Task statement:
Search the records for lines that contain the word "innermost". Copy them all.

[Data entries]
——————————
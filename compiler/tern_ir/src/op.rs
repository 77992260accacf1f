//! Instruction set.
//!
//! Operands that name runtime tables (`CallWord`, `LoadGlobal`, ...) are
//! indices into the runtime's namespaces; they stay valid because namespace
//! entries are never renumbered. Jump targets are absolute instruction
//! indices within the owning block.

use std::fmt;
use std::rc::Rc;

use crate::symbols::Symbol;

/// Binary operators.
#[derive(Copy, Clone, Debug, PartialEq, Eq, Hash)]
pub enum BinOp {
    Add,
    Sub,
    Mul,
    Div,
    Mod,
    Eq,
    Ne,
    Lt,
    Gt,
    Le,
    Ge,
    And,
    Or,
}

impl BinOp {
    pub const ALL: [BinOp; 13] = [
        BinOp::Add,
        BinOp::Sub,
        BinOp::Mul,
        BinOp::Div,
        BinOp::Mod,
        BinOp::Eq,
        BinOp::Ne,
        BinOp::Lt,
        BinOp::Gt,
        BinOp::Le,
        BinOp::Ge,
        BinOp::And,
        BinOp::Or,
    ];

    /// Surface-syntax spelling.
    pub fn symbol(self) -> &'static str {
        match self {
            BinOp::Add => "+",
            BinOp::Sub => "-",
            BinOp::Mul => "*",
            BinOp::Div => "/",
            BinOp::Mod => "%",
            BinOp::Eq => "=",
            BinOp::Ne => "!=",
            BinOp::Lt => "<",
            BinOp::Gt => ">",
            BinOp::Le => "<=",
            BinOp::Ge => ">=",
            BinOp::And => "and",
            BinOp::Or => "or",
        }
    }

    /// Disassembler mnemonic.
    pub fn mnemonic(self) -> &'static str {
        match self {
            BinOp::Add => "add",
            BinOp::Sub => "sub",
            BinOp::Mul => "mul",
            BinOp::Div => "div",
            BinOp::Mod => "mod",
            BinOp::Eq => "eq",
            BinOp::Ne => "ne",
            BinOp::Lt => "lt",
            BinOp::Gt => "gt",
            BinOp::Le => "le",
            BinOp::Ge => "ge",
            BinOp::And => "and",
            BinOp::Or => "or",
        }
    }

    pub fn from_mnemonic(text: &str) -> Option<BinOp> {
        BinOp::ALL.into_iter().find(|op| op.mnemonic() == text)
    }

    /// Comparison operators yield an `Int` truth value.
    pub fn is_comparison(self) -> bool {
        matches!(
            self,
            BinOp::Eq | BinOp::Ne | BinOp::Lt | BinOp::Gt | BinOp::Le | BinOp::Ge
        )
    }
}

impl fmt::Display for BinOp {
    fn fmt(&self, f: &mut fmt::Formatter<'_>) -> fmt::Result {
        f.write_str(self.symbol())
    }
}

/// One bytecode instruction.
#[derive(Clone, Debug, PartialEq)]
pub enum Op {
    // Literals
    Int(i32),
    Long(i64),
    Float(f32),
    Double(f64),
    Str(Rc<str>),
    Symbol(Symbol),
    None,
    /// Push nested lambda `n` of the current block; creates a closure when
    /// the lambda captures anything.
    Lambda(u32),
    /// Push a word's value without calling it.
    WordRef(u32),
    NativeRef(u32),

    // Variables
    LoadLocal(u16),
    StoreLocal(u16),
    LoadClosure(u16),
    StoreClosure(u16),
    LoadGlobal(u32),
    StoreGlobal(u32),
    LoadConst(u32),
    /// Pop a value and bind it to constant `n`.
    SetConst(u32),
    GetProp(u32),
    SetProp(u32),

    // Calls
    CallWord(u32),
    CallNative(u32),
    /// Call the callable on top of the stack.
    Call,
    /// Call the executing block again.
    Recurse,

    // Stack
    Dup,
    Drop,
    Swap,
    Over,
    Rot,

    // Operators
    Binary(BinOp),
    Not,
    Neg,

    // Control flow
    Jump(u32),
    JumpIfFalse(u32),
    JumpIfTrue(u32),

    // Iteration
    IterStart,
    /// Jump to the target when the innermost iterator is exhausted,
    /// otherwise stash its next value.
    IterLeaveIfDone(u32),
    /// Push the stashed value `n` loops out (0 = innermost).
    IterValue(u8),
    IterEnd,

    // Containers
    NewList,
    ListAppend,
    NewHash,
    HashAdd,

    // Exceptions
    /// Push a catch frame for catch table `n` of the current block.
    Try(u32),
    /// Pop the catch frame and jump past the handlers.
    EndTry(u32),
    Throw,

    Print,
    End,
}

impl Op {
    /// Jump target, for instructions that have one.
    pub fn jump_target(&self) -> Option<u32> {
        match *self {
            Op::Jump(t)
            | Op::JumpIfFalse(t)
            | Op::JumpIfTrue(t)
            | Op::IterLeaveIfDone(t)
            | Op::EndTry(t) => Some(t),
            _ => None,
        }
    }

    /// Rewrite the jump target. No-op for instructions without one.
    pub fn set_jump_target(&mut self, target: u32) {
        match self {
            Op::Jump(t)
            | Op::JumpIfFalse(t)
            | Op::JumpIfTrue(t)
            | Op::IterLeaveIfDone(t)
            | Op::EndTry(t) => *t = target,
            _ => {}
        }
    }
}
——————————
Exercise response:
    /// Jump to the target when the innermost iterator is exhausted,
    /// Push the stashed value `n` loops out (0 = innermost).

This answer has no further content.